→ TASK ITEM: Give the number of lines in the records below that include "FeedbackDraft". Reply with that number alone.

→ PROVIDED DATA:
╔══
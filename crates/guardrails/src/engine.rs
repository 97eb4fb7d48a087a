//! Guardrails engine entry point

use std::sync::Arc;

use regex::Regex;
use tracing::{debug, warn};

use medvoice_config::CoachConfig;
use medvoice_core::{ComponentHealth, FeedbackDraft, PatientPersona, Turn, ValidationResult};

use crate::feedback::{self, RejectedFields};
use crate::patient::PatientChecks;
use crate::sanitizer::Sanitizer;
use crate::ResponseKind;

/// Outcome of feedback validation: the structural verdict plus the fields
/// whose content must not survive the correction merge.
#[derive(Debug, Clone)]
pub struct FeedbackValidation {
    pub result: ValidationResult,
    pub rejected_fields: RejectedFields,
}

/// Stateless validator over immutable configuration.
///
/// All pattern tables are compiled once at construction; invalid patterns
/// are skipped with a warning. Every method is pure with respect to the
/// engine's state and safe to call from concurrent requests.
pub struct GuardrailsEngine {
    config: Arc<CoachConfig>,
    advice: Vec<Regex>,
    pii: Vec<Regex>,
    role_markers: Vec<Regex>,
    profanity: Vec<Regex>,
    harsh_words: Vec<Regex>,
    rewrites: Vec<(Regex, String)>,
}

impl GuardrailsEngine {
    pub fn new(config: Arc<CoachConfig>) -> Self {
        let lexicon = &config.guardrail_lexicon;
        let advice = compile_patterns(&lexicon.advice_patterns, "advice");
        let pii = compile_patterns(&lexicon.pii_patterns, "pii");
        let role_markers = compile_patterns(&lexicon.role_marker_patterns, "role_marker");
        let profanity = compile_word_patterns(&lexicon.profanity, "profanity");
        let harsh_words = compile_word_patterns(&lexicon.harsh_feedback_words, "harsh_feedback");
        let rewrites = lexicon
            .plain_language_rewrites
            .iter()
            .filter_map(|rewrite| {
                let pattern = format!(r"(?i)\b{}\b", regex::escape(&rewrite.from));
                match Regex::new(&pattern) {
                    Ok(re) => Some((re, rewrite.to.clone())),
                    Err(error) => {
                        warn!(term = %rewrite.from, %error, "skipping invalid rewrite");
                        None
                    }
                }
            })
            .collect();
        Self {
            config,
            advice,
            pii,
            role_markers,
            profanity,
            harsh_words,
            rewrites,
        }
    }

    /// Validate a simulated patient's reply against its persona and the
    /// conversation so far. Invalid results carry a sanitized substitute.
    pub fn validate_patient_response(
        &self,
        response: &str,
        persona: &PatientPersona,
        history: &[Turn],
    ) -> ValidationResult {
        let checks = PatientChecks {
            lexicon: &self.config.guardrail_lexicon,
            advice: &self.advice,
            pii: &self.pii,
        };
        let issues = checks.run(response, persona, history);
        let substitute = (!issues.is_empty())
            .then(|| self.sanitize_response(response, ResponseKind::PatientVoice));
        let result = issues.into_result(substitute);
        debug!(
            is_valid = result.is_valid,
            severity = result.severity.as_str(),
            issue_count = result.issues.len(),
            "validated patient response"
        );
        result
    }

    /// Validation of AI-authored feedback: structure, score ranges, quote
    /// verification, and the constructive-phrasing filter. Invalid results
    /// carry no substitute; the correction merge supplies the replacement,
    /// guided by `rejected_fields`.
    pub fn validate_feedback_response(
        &self,
        draft: &FeedbackDraft,
        transcript: &str,
    ) -> FeedbackValidation {
        let (issues, rejected_fields) =
            feedback::run_checks(draft, transcript, &self.config.guardrail_lexicon);
        let result = issues.into_result(None);
        debug!(
            is_valid = result.is_valid,
            severity = result.severity.as_str(),
            issue_count = result.issues.len(),
            "validated feedback draft"
        );
        FeedbackValidation {
            result,
            rejected_fields,
        }
    }

    /// Deterministic rule-based cleanup of text for the given voice.
    pub fn sanitize_response(&self, text: &str, kind: ResponseKind) -> String {
        let sanitizer = Sanitizer {
            role_markers: &self.role_markers,
            pii: &self.pii,
            advice: &self.advice,
            profanity: &self.profanity,
            harsh_words: &self.harsh_words,
            rewrites: &self.rewrites,
            patient_fallback: &self.config.pipeline.fallback_patient_reply,
        };
        sanitizer.sanitize(text, kind)
    }

    /// Self-test against embedded fixtures: a clean reply must pass and a
    /// gutted feedback draft must fail closed.
    pub fn health_check(&self) -> ComponentHealth {
        let mut persona = PatientPersona::new("Fixture", 55, "hypertension");
        persona.current_symptoms = vec!["headache".to_string()];
        let clean = self.validate_patient_response(
            "The headache has been bothering me since Monday, doctor, mostly in the mornings.",
            &persona,
            &[],
        );
        let gutted = self.validate_feedback_response(&FeedbackDraft::default(), "");
        if clean.is_valid && gutted.result.is_critical() {
            ComponentHealth::ok()
        } else {
            ComponentHealth::failing("fixture validation produced unexpected outcomes")
        }
    }
}

fn compile_patterns(patterns: &[String], table: &'static str) -> Vec<Regex> {
    patterns
        .iter()
        .filter_map(|pattern| match Regex::new(pattern) {
            Ok(re) => Some(re),
            Err(error) => {
                warn!(%pattern, table, %error, "skipping invalid pattern");
                None
            }
        })
        .collect()
}

fn compile_word_patterns(words: &[String], table: &'static str) -> Vec<Regex> {
    let patterns: Vec<String> = words
        .iter()
        .map(|w| format!(r"(?i)\b{}\b", regex::escape(w)))
        .collect();
    compile_patterns(&patterns, table)
}

#[cfg(test)]
mod tests {
    use super::*;
    use medvoice_core::Severity;

    fn engine() -> GuardrailsEngine {
        GuardrailsEngine::new(Arc::new(CoachConfig::default()))
    }

    fn persona() -> PatientPersona {
        let mut p = PatientPersona::new("Ana", 55, "hypertension");
        p.current_symptoms = vec!["headache".into(), "dizziness".into()];
        p
    }

    #[test]
    fn advice_is_critical_and_substituted() {
        let engine = engine();
        let response = "Honestly doctor, you should take aspirin every day like I do at home.";
        let result = engine.validate_patient_response(response, &persona(), &[]);
        assert!(!result.is_valid);
        assert_eq!(result.severity, Severity::Critical);
        let substitute = result.sanitized_response.unwrap();
        assert!(!substitute.to_lowercase().contains("you should take"));
    }

    #[test]
    fn is_valid_iff_issues_empty() {
        let engine = engine();
        let good = engine.validate_patient_response(
            "The headache has been bothering me since Monday, doctor, mostly in the mornings.",
            &persona(),
            &[],
        );
        assert_eq!(good.is_valid, good.issues.is_empty());
        assert!(good.is_valid);

        let bad = engine.validate_patient_response("Too short.", &persona(), &[]);
        assert_eq!(bad.is_valid, bad.issues.is_empty());
        assert!(!bad.is_valid);
        assert!(bad.sanitized_response.is_some());
    }

    #[test]
    fn pii_detected_and_redacted() {
        let engine = engine();
        let response =
            "My social security number is 123-45-6789, doctor, my headache is awful today.";
        let result = engine.validate_patient_response(response, &persona(), &[]);
        assert_eq!(result.severity, Severity::Critical);
        assert!(result.sanitized_response.unwrap().contains("[redacted]"));
    }

    #[test]
    fn feedback_validation_has_no_substitute() {
        let engine = engine();
        let validation = engine.validate_feedback_response(&FeedbackDraft::default(), "");
        assert!(!validation.result.is_valid);
        assert!(validation.result.sanitized_response.is_none());
        assert_eq!(validation.result.issues.len(), 5);
        assert_eq!(validation.rejected_fields, RejectedFields::default());
    }

    #[test]
    fn health_check_passes() {
        assert!(engine().health_check().healthy);
    }
}
#[cfg(test)]
mod tests {
    use super::*;

    #[test]
    fn extract_json_from_fenced_output() {
        let wrapped = "Here you go:\n```json\n{\"overall_score\": 80}\n```";
        assert_eq!(extract_json(wrapped), Some("{\"overall_score\": 80}"));
        assert_eq!(extract_json("no json here"), None);
    }

    #[test]
    fn context_messages_preserve_roles() {
        let history = vec![Turn::professional("Hello"), Turn::patient("Hi doctor")];
        let messages = context_messages(&history);
        assert_eq!(messages[0], Message::user("Hello"));
        assert_eq!(messages[1], Message::assistant("Hi doctor"));
    }

    #[tokio::test]
    async fn operations_require_initialization() {
        let orchestrator = ConversationOrchestrator::new(
            Arc::new(CoachConfig::default()),
            Providers::stubbed(),
        );
        let persona = PatientPersona::new("Ana", 55, "hypertension");
        let err = orchestrator
            .generate_feedback(
                "Doctor: Hello.",
                &persona,
                60,
                Profession::Doctor,
                "easy",
                "consultation",
                &CallOptions::default(),
            )
            .await
            .unwrap_err();
        assert!(matches!(err, Error::NotInitialized("generate_feedback")));
    }
}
╚══
→ RESPONSE: 4